The crucial role of the states and private international law treaties: a model for accommodating globalization.

AuthorKu, Julian G.
  1. INTRODUCTION

    This brief essay highlights the central and important role that state governments play in the development and integration of private international law treaties into the United States legal system. States play this central role even though, as some of the papers in this symposium have concluded, there are few, if any, constitutional constraints on the ability of the federal government to sign, ratify, and implement treaties that would displace state law.

    The primacy of states in the integration of private international law, this essay argues, points the way to a model of accommodation of other kinds of treaties affecting traditional areas of state control.

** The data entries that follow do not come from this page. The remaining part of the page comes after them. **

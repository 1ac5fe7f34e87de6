//! Headless network test peer for multi-process testing.
//!
//! This binary plays one side of a Princess of Fire session over a real UDP
//! socket. Start a host and a guest in separate processes; they connect, pick
//! characters, and play a scripted round in which the princess runs straight
//! at the dragon.
//!
//! # Usage
//!
//! ```bash
//! # Host playing the dragon
//! cargo run -p network-test-peer -- \
//!     --local-port 9001 \
//!     --role host \
//!     --character dragon
//!
//! # Guest playing the princess
//! cargo run -p network-test-peer -- \
//!     --local-port 9002 \
//!     --role guest \
//!     --peer 127.0.0.1:9001 \
//!     --character princess
//! ```
//!
//! # Chaos Options
//!
//! ```bash
//! --packet-loss 0.1       # 10% packet loss
//! --duplicate-rate 0.05   # 5% duplicated datagrams
//! --reorder-rate 0.1      # 10% reordering within a receive batch
//! --seed 42               # Deterministic chaos
//! ```
//!
//! # Output
//!
//! Prints one JSON line when the round ends or the peer gives up:
//! ```json
//! {"success":true,"role":"guest","frames":211,"outcome":{"cause":"caught","winner":"princess","local_won":true}}
//! ```

use std::io::{self, Write};
use std::net::SocketAddr;
use std::thread;
use std::time::{Duration, Instant};

use princess_of_fire::{
    ChaosConfig, ChaosSocket, GameConfig, GameEvent, GamePhase, GameSession,
    InputSample, Outcome, PlayerType, Role, SessionBuilder, UdpNonBlockingSocket,
};
use serde::Serialize;

const FRAME: Duration = Duration::from_millis(16);
const LINGER: Duration = Duration::from_millis(1000);

#[derive(Serialize)]
struct TestResult {
    success: bool,
    role: Role,
    frames: u64,
    #[serde(skip_serializing_if = "Option::is_none")]
    outcome: Option<Outcome>,
    #[serde(skip_serializing_if = "Option::is_none")]
    interruptions: Option<u32>,
    #[serde(skip_serializing_if = "Option::is_none")]
    error: Option<String>,
}

impl TestResult {
    fn failure(role: Role, frames: u64, error: impl Into<String>) -> Self {
        Self {
            success: false,
            role,
            frames,
            outcome: None,
            interruptions: None,
            error: Some(error.into()),
        }
    }
}

#[derive(Default)]
struct Args {
    local_port: u16,
    role: Option<Role>,
    peer_addr: Option<SocketAddr>,
    character: Option<PlayerType>,
    round_ms: u64,
    packet_loss: f64,
    duplicate_rate: f64,
    reorder_rate: f64,
    seed: Option<u64>,
    timeout_secs: u64,
    debug: bool,
}

fn parse_role(value: &str) -> Role {
    match value {
        "host" => Role::Host,
        "guest" => Role::Guest,
        other => panic!("Invalid role: {other}"),
    }
}

fn parse_character(value: &str) -> PlayerType {
    match value {
        "princess" => PlayerType::Princess,
        "dragon" => PlayerType::Dragon,
        other => panic!("Invalid character: {other}"),
    }
}

fn parse_args() -> Args {
    let args: Vec<String> = std::env::args().collect();
    let mut result = Args {
        round_ms: 30_000,
        timeout_secs: 60,
        ..Args::default()
    };

    let mut i = 1;
    while i < args.len() {
        match args[i].as_str() {
            "--local-port" => {
                i += 1;
                result.local_port = args[i].parse().expect("Invalid port");
            },
            "--role" => {
                i += 1;
                result.role = Some(parse_role(&args[i]));
            },
            "--peer" => {
                i += 1;
                result.peer_addr = Some(args[i].parse().expect("Invalid peer address"));
            },
            "--character" => {
                i += 1;
                result.character = Some(parse_character(&args[i]));
            },
            "--round-ms" => {
                i += 1;
                result.round_ms = args[i].parse().expect("Invalid round length");
            },
            "--packet-loss" => {
                i += 1;
                result.packet_loss = args[i].parse().expect("Invalid packet loss rate");
            },
            "--duplicate-rate" => {
                i += 1;
                result.duplicate_rate = args[i].parse().expect("Invalid duplicate rate");
            },
            "--reorder-rate" => {
                i += 1;
                result.reorder_rate = args[i].parse().expect("Invalid reorder rate");
            },
            "--seed" => {
                i += 1;
                result.seed = Some(args[i].parse().expect("Invalid seed"));
            },
            "--timeout" => {
                i += 1;
                result.timeout_secs = args[i].parse().expect("Invalid timeout");
            },
            "--debug" => {
                result.debug = true;
            },
            _ => {
                eprintln!("Unknown argument: {}", args[i]);
            },
        }
        i += 1;
    }

    result
}

fn main() {
    let args = parse_args();

    let Some(role) = args.role else {
        print_json(&TestResult::failure(Role::Host, 0, "--role is required"));
        std::process::exit(1);
    };
    if args.local_port == 0 {
        print_json(&TestResult::failure(role, 0, "--local-port is required"));
        std::process::exit(1);
    }
    if role == Role::Guest && args.peer_addr.is_none() {
        print_json(&TestResult::failure(role, 0, "--peer is required for a guest"));
        std::process::exit(1);
    }

    if args.debug {
        tracing_subscriber::fmt()
            .with_max_level(tracing_subscriber::filter::LevelFilter::DEBUG)
            .with_writer(io::stderr)
            .init();
    }

    let result = run_peer(&args, role);
    let success = result.success;
    print_json(&result);
    if !success {
        std::process::exit(1);
    }
}

fn print_json(value: &impl Serialize) {
    let json = serde_json::to_string(value).unwrap();
    println!("{json}");
    io::stdout().flush().unwrap();
}

fn chaos_config(args: &Args) -> ChaosConfig {
    let mut builder = ChaosConfig::builder();
    if args.packet_loss > 0.0 {
        builder = builder.packet_loss_rate(args.packet_loss);
    }
    if args.duplicate_rate > 0.0 {
        builder = builder.duplication_rate(args.duplicate_rate);
    }
    if args.reorder_rate > 0.0 {
        builder = builder.reorder_rate(args.reorder_rate);
    }
    if let Some(seed) = args.seed {
        builder = builder.seed(seed);
    }
    builder.build()
}

type PeerSocket = ChaosSocket<SocketAddr, UdpNonBlockingSocket>;

fn run_peer(args: &Args, role: Role) -> TestResult {
    let inner = match UdpNonBlockingSocket::bind_to_port(args.local_port) {
        Ok(socket) => socket,
        Err(e) => return TestResult::failure(role, 0, format!("Failed to bind socket: {e}")),
    };
    let socket: PeerSocket = ChaosSocket::new(inner, chaos_config(args));

    let builder = SessionBuilder::new().with_game_config(GameConfig {
        round_duration: Duration::from_millis(args.round_ms),
        ..GameConfig::default()
    });
    let started = match (role, args.peer_addr) {
        (Role::Host, _) => builder.start_host_session(socket),
        (Role::Guest, Some(host)) => builder.start_guest_session(socket, host),
        (Role::Guest, None) => unreachable!("checked in main"),
    };
    match started {
        Ok(mut session) => play(&mut session, args, role),
        Err(e) => TestResult::failure(role, 0, format!("Failed to start session: {e}")),
    }
}

/// Drives the session until the round ends or the timeout passes.
fn play(session: &mut GameSession<SocketAddr>, args: &Args, role: Role) -> TestResult {
    let wanted = args.character.unwrap_or(match role {
        Role::Host => PlayerType::Dragon,
        Role::Guest => PlayerType::Princess,
    });
    let deadline = Instant::now() + Duration::from_secs(args.timeout_secs);
    let mut frames = 0u64;
    let mut interruptions = 0u32;

    while Instant::now() < deadline {
        let input = scripted_input(session, role);
        if let Err(e) = session.advance_frame(&input) {
            return TestResult::failure(role, frames, format!("Frame failed: {e}"));
        }
        frames += 1;

        let events: Vec<GameEvent> = session.events().collect();
        for event in events {
            match event {
                GameEvent::NetworkInterrupted { .. } => interruptions += 1,
                GameEvent::GameOver(outcome) => {
                    linger(session);
                    session.disconnect();
                    return TestResult {
                        success: true,
                        role,
                        frames,
                        outcome: Some(outcome),
                        interruptions: Some(interruptions),
                        error: None,
                    };
                },
                _ => {},
            }
        }

        if session.is_connected() && session.phase() == GamePhase::Select {
            select_and_start(session, wanted, role);
        }
        thread::sleep(FRAME);
    }

    TestResult::failure(
        role,
        frames,
        format!("Timed out in phase {:?}", session.phase()),
    )
}

/// Keeps resending unacknowledged writes for a moment so a lossy link still delivers the end
/// of the round before the goodbye.
fn linger(session: &mut GameSession<SocketAddr>) {
    let until = Instant::now() + LINGER;
    while Instant::now() < until {
        session.poll_remote_clients();
        thread::sleep(FRAME);
    }
}

fn select_and_start(session: &mut GameSession<SocketAddr>, wanted: PlayerType, role: Role) {
    let shared = session.state().shared();
    let local = shared.local_selection();
    let peer = shared.peer_selection();
    if local == PlayerType::Unchosen {
        let pick = if peer == wanted { other(wanted) } else { wanted };
        // a rejected pick is retried next frame
        let _ = session.choose_character(pick);
    } else if role == Role::Host && peer != PlayerType::Unchosen && peer != local {
        let _ = session.request_start();
    }
}

fn other(character: PlayerType) -> PlayerType {
    match character {
        PlayerType::Princess => PlayerType::Dragon,
        _ => PlayerType::Princess,
    }
}

/// The princess runs at the dragon; the dragon stands still.
fn scripted_input(session: &GameSession<SocketAddr>, role: Role) -> InputSample {
    if session.phase() != GamePhase::Play
        || session.state().shared().local_selection() != PlayerType::Princess
    {
        return InputSample::neutral();
    }
    let axis_x = match role {
        Role::Host => 0,
        Role::Guest => 1023,
    };
    InputSample {
        axis_x,
        ..InputSample::neutral()
    }
}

The model of state government control over the integration of private international law offers a healthy, if modest, alternative to the sometimes reflexive nationalism pervading scholarship in this area that, in its most extreme form, has suggested that federalism is "largely irrelevant to the conduct of foreign affairs." (1)

  2. THE UNITED STATES AND PRIVATE INTERNATIONAL LAW

    As the U.S. Supreme Court has explained,

    International law, in its widest and most comprehensive sense--includ[es] not only questions of right between nations, governed by what has been appropriately called the law of nations; but also questions arising under what is usually called private international law or the conflict of laws, and concerning the rights of persons within the territory and dominion of one nation by reason of acts, private or public, done within the dominions of another nation. (2) Private international law is thus concerned with relations between individuals of different states, as opposed to public international law, which is concerned with relations between the different states themselves. Beginning in the twentieth century, however, nations began to use the tools of public international law, especially treaties, in order to unify rules of private international law. The Hague Conference on Private International Law, for instance, was established to foster unification of rules governing conflicts of law, contracts, wills, domestic relations, and commercial transactions via international agreements. Thirty-nine treaties have been negotiated under the auspices of the Hague Conference. Similarly, the United Nations Commission on International Trade Law has sponsored nine such treaties, and the International Institute for the Unification of Private Law has sponsored eleven treaties.

    The United States, however, is a party to only a small proportion of these private international law treaties. Of the roughly fifty-nine major conventions to which the United States could have acceded, it has only joined the following seven treaties: the United Nations Convention on the International Sale of Goods, the New York Convention for the Recognition and Enforcement of Judgments, the Hague Convention on the Civil Aspects of International Child Abduction, the Hague Convention on Intercountry Adoption, the Hague Convention on Service Abroad, and the Hague Convention on Taking Evidence Abroad, and the Hague Convention on the Legalization of Foreign Public Documents.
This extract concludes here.